Tuesday, 12 May 2026

Car Slaves

 


Sitting in the middle of the recent Hari Raya traffic jam, I remember an old cartoon showing a Martian peering into a telescope directed at Earth. He says to his companion, 'The planet Earth is populated by beings that move on wheels. They breed little two-legged creatures to guard, clean and move them. These smaller creatures live their lives around the wheeled beings and are slaves to them.

Staring into a darkness lit with brake lights of different shapes, I started thinking how completely accurate the Martian description was. We have become slaves to the car which dictates our every move.  The car decides when to leave the house, how long to suffer on the road, which toll to avoid, and when to refill our Touch ’n Go cards. If we do not own a four-wheeled being, we summon one with a tap on a phone, as if cars have become a new species of domesticated household pet, obedient, responsive, and always on call.

But how did we get here?

Post-independent prosperity brought two magical facilities of modern life: the housing loan and the car loan. Together, they promised the Malaysian dream of owning a house and a car. The small repayments meant we quietly transferred our financial freedom to the banks for fifteen or more years. We thought we owned these amenities, when in truth, the banks owned us. The car in the porch was not merely a convenience. It was debt on wheels.

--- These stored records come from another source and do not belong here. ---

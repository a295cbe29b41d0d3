use anyhow::{Context, Result};
use chrono::Local;
use clap::{Parser, Subcommand};
use inquire::{CustomType, Select};
use std::{path::PathBuf, sync::Arc};

use weather_core::{
    CityRegistry, Config, ForecastSource, OpenMeteoProvider, PanelVariant, WeatherIcon,
    current_hour_index, fetch_current_readings, fetch_forecast,
};

use crate::{logging, tui};

/// Top-level CLI struct.
#[derive(Debug, Parser)]
#[command(name = "weather", version, about = "City weather dashboard")]
pub struct Cli {
    /// Use this config file instead of the platform default.
    #[arg(long, global = true)]
    pub config: Option<PathBuf>,

    #[command(subcommand)]
    pub command: Option<Command>,
}

#[derive(Debug, Subcommand)]
pub enum Command {
    /// Open the full-screen dashboard (default).
    Dashboard,

    /// Fetch current conditions for every city once and print them.
    Current {
        /// Temperature only.
        #[arg(long, conflicts_with = "detailed")]
        basic: bool,

        /// Temperature, humidity and wind speed.
        #[arg(long)]
        detailed: bool,
    },

    /// Print the 3-day hourly forecast for a city.
    Forecast {
        /// City name; prompts for one when omitted.
        city: Option<String>,
    },

    /// List the cities the dashboard tracks.
    Cities,

    /// Interactively edit the dashboard settings.
    Configure,
}

impl Cli {
    pub async fn run(self) -> Result<()> {
        let path = match self.config {
            Some(path) => path,
            None => Config::config_file_path()?,
        };
        let config = Config::load_from(&path)?;
        let registry = CityRegistry::default();
        let command = self.command.unwrap_or(Command::Dashboard);

        // `configure` is how a broken config gets fixed, so it skips validation
        if !matches!(command, Command::Configure) {
            config.validate(&registry)?;
        }

        match command {
            Command::Dashboard => {
                logging::init_file()?;
                tui::run(&config, registry).await
            }
            Command::Current { basic, detailed } => {
                logging::init_stderr();
                let variant = match (basic, detailed) {
                    (true, _) => PanelVariant::Basic,
                    (_, true) => PanelVariant::Detailed,
                    _ => config.panel(),
                };
                print_current(&config, &registry, variant).await
            }
            Command::Forecast { city } => {
                logging::init_stderr();
                let name = match city {
                    Some(name) => name,
                    None => prompt_city(&registry, &config)?,
                };
                print_forecast(&config, &registry, &name).await
            }
            Command::Cities => {
                for city in registry.cities() {
                    println!(
                        "{:<12} {:>9.4} {:>9.4}",
                        city.name, city.latitude, city.longitude
                    );
                }
                Ok(())
            }
            Command::Configure => {
                let updated = configure(config, &registry)?;
                updated.save_to(&path)?;
                println!("Saved configuration to {}", path.display());
                Ok(())
            }
        }
    }
}

fn source(config: &Config) -> Result<Arc<dyn ForecastSource>> {
    let provider = OpenMeteoProvider::with_base_url(config.api_base_url())
        .context("Failed to build HTTP client")?;
    Ok(Arc::new(provider))
}

async fn print_current(config: &Config, registry: &CityRegistry, variant: PanelVariant) -> Result<()> {
    let source = source(config)?;
    let hour = current_hour_index(&Local::now());

    let readings = fetch_current_readings(source.as_ref(), registry.cities(), variant, hour)
        .await
        .context("Error fetching weather data")?;

    for (city, reading) in registry.cities().iter().zip(&readings) {
        let icon = WeatherIcon::for_temperature(reading.temperature_c);
        let mut line = format!(
            "{} {:<12} {:>5.1}°C",
            icon.glyph(),
            city.name,
            reading.temperature_c
        );
        if let Some(humidity) = reading.humidity_pct {
            line.push_str(&format!("  {humidity:>3.0}%"));
        }
        if let Some(wind) = reading.wind_speed_kmh {
            line.push_str(&format!("  {wind:>5.1} km/h"));
        }
        line.push_str(&format!("  updated {}", reading.observed_at.format("%H:%M")));
        println!("{line}");
    }

    Ok(())
}

async fn print_forecast(config: &Config, registry: &CityRegistry, name: &str) -> Result<()> {
    let city = registry.resolve(name)?;
    let source = source(config)?;

    let points = fetch_forecast(source.as_ref(), city)
        .await
        .context("Error fetching forecast data")?;

    println!("{} - 3 Day Forecast", city.name);
    println!(
        "{:<14} {:>16} {:>12} {:>17}",
        "Time", "Temperature (°C)", "Humidity (%)", "Wind Speed (km/h)"
    );
    for p in &points {
        println!(
            "{:<14} {:>16.1} {:>12.0} {:>17.1}",
            p.label, p.temperature_c, p.humidity_pct, p.wind_speed_kmh
        );
    }

    Ok(())
}

fn prompt_city(registry: &CityRegistry, config: &Config) -> Result<String> {
    let names: Vec<&str> = registry.names().collect();
    let start = config
        .default_city(registry)
        .ok()
        .and_then(|c| registry.position(&c.name))
        .unwrap_or(0);

    let choice = Select::new("Select a city", names)
        .with_starting_cursor(start)
        .prompt()
        .context("City selection cancelled")?;

    Ok(choice.to_string())
}

fn configure(mut config: Config, registry: &CityRegistry) -> Result<Config> {
    let panels = PanelVariant::all().to_vec();
    let panel_start = panels.iter().position(|p| *p == config.panel()).unwrap_or(0);
    let panel = Select::new("Current conditions panel", panels)
        .with_starting_cursor(panel_start)
        .prompt()
        .context("Configuration cancelled")?;

    let city = prompt_city(registry, &config)?;

    let refresh = CustomType::<u64>::new("Refresh interval (seconds)")
        .with_default(config.refresh_interval().as_secs())
        .with_error_message("Please enter a whole number of seconds")
        .prompt()
        .context("Configuration cancelled")?;

    config.panel = Some(panel);
    config.default_city = Some(city);
    config.refresh_interval_secs = Some(refresh);
    config.validate(registry)?;

    Ok(config)
}
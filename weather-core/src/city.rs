use serde::{Deserialize, Serialize};
use std::collections::HashSet;

use crate::error::{Result, WeatherError};

/// A named coordinate the dashboard polls.
#[derive(Debug, Clone, PartialEq, Serialize, Deserialize)]
pub struct City {
    pub name: String,
    pub latitude: f64,
    pub longitude: f64,
}

impl City {
    pub fn new(name: impl Into<String>, latitude: f64, longitude: f64) -> Self {
        Self {
            name: name.into(),
            latitude,
            longitude,
        }
    }
}

/// Ordered, immutable list of cities. Names are unique and the list is never empty.
#[derive(Debug, Clone, PartialEq)]
pub struct CityRegistry {
    cities: Vec<City>,
}

impl CityRegistry {
    pub fn new(cities: Vec<City>) -> Result<Self> {
        if cities.is_empty() {
            return Err(WeatherError::InvalidRegistry(
                "at least one city is required".to_string(),
            ));
        }

        let mut seen = HashSet::new();
        for city in &cities {
            if !seen.insert(city.name.as_str()) {
                return Err(WeatherError::InvalidRegistry(format!(
                    "duplicate city name '{}'",
                    city.name
                )));
            }
        }

        Ok(Self { cities })
    }

    pub fn cities(&self) -> &[City] {
        &self.cities
    }

    pub fn names(&self) -> impl Iterator<Item = &str> {
        self.cities.iter().map(|c| c.name.as_str())
    }

    pub fn find(&self, name: &str) -> Option<&City> {
        self.cities.iter().find(|c| c.name == name)
    }

    /// Like [`find`](Self::find), but a miss is an error.
    pub fn resolve(&self, name: &str) -> Result<&City> {
        self.find(name)
            .ok_or_else(|| WeatherError::UnknownCity(name.to_string()))
    }

    pub fn first(&self) -> &City {
        &self.cities[0]
    }

    pub fn position(&self, name: &str) -> Option<usize> {
        self.cities.iter().position(|c| c.name == name)
    }

    pub fn len(&self) -> usize {
        self.cities.len()
    }

    pub fn is_empty(&self) -> bool {
        self.cities.is_empty()
    }
}

impl Default for CityRegistry {
    fn default() -> Self {
        Self {
            cities: vec![
                City::new("Delhi", 28.6139, 77.2090),
                City::new("Bangalore", 12.9716, 77.5946),
                City::new("Mumbai", 19.0760, 72.8777),
                City::new("Gulbarga", 17.3297, 76.8343),
            ],
        }
    }
}

#[cfg(test)]
mod tests {
    use super::*;

    #[test]
    fn default_registry_has_four_cities_in_order() {
        let registry = CityRegistry::default();
        let names: Vec<_> = registry.names().collect();
        assert_eq!(names, ["Delhi", "Bangalore", "Mumbai", "Gulbarga"]);
        assert_eq!(registry.first().name, "Delhi");
    }

    #[test]
    fn resolve_unknown_city_errors() {
        let registry = CityRegistry::default();
        let err = registry.resolve("Paris").unwrap_err();
        assert!(err.to_string().contains("Unknown city 'Paris'"));
    }

    #[test]
    fn find_returns_coordinates() {
        let registry = CityRegistry::default();
        let mumbai = registry.find("Mumbai").expect("Mumbai is registered");
        assert_eq!(mumbai.latitude, 19.0760);
        assert_eq!(mumbai.longitude, 72.8777);
        assert_eq!(registry.position("Mumbai"), Some(2));
    }

    #[test]
    fn duplicate_names_are_rejected() {
        let err = CityRegistry::new(vec![
            City::new("Delhi", 28.6139, 77.2090),
            City::new("Delhi", 0.0, 0.0),
        ])
        .unwrap_err();
        assert!(err.to_string().contains("duplicate city name 'Delhi'"));
    }

    #[test]
    fn empty_registry_is_rejected() {
        assert!(CityRegistry::new(Vec::new()).is_err());
    }
}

But before the banks claimed us, we first claimed the car as something almost sacred. A family’s new car was treated with the reverence reserved for a newborn child. Before it even reached home, it had to be blessed. Hindu owners took it to the temple for a special archanai, where holy water was sprinkled, sandalwood paste applied, and lemons sacrificed beneath the tyres. Catholic and Anglican families drove theirs to church for a prayer and a generous sprinkling of holy water. Malay Muslim families held a doa selamat at home or at the surau. Buddhist monks tied yellow strings to rear-view mirrors. Sikh families offered an ardaas at the gurdwara. Chinese families welcomed their new vehicle with incense, oranges, and auspicious rituals. An idol or symbol was a permanent occupant of the vehicle.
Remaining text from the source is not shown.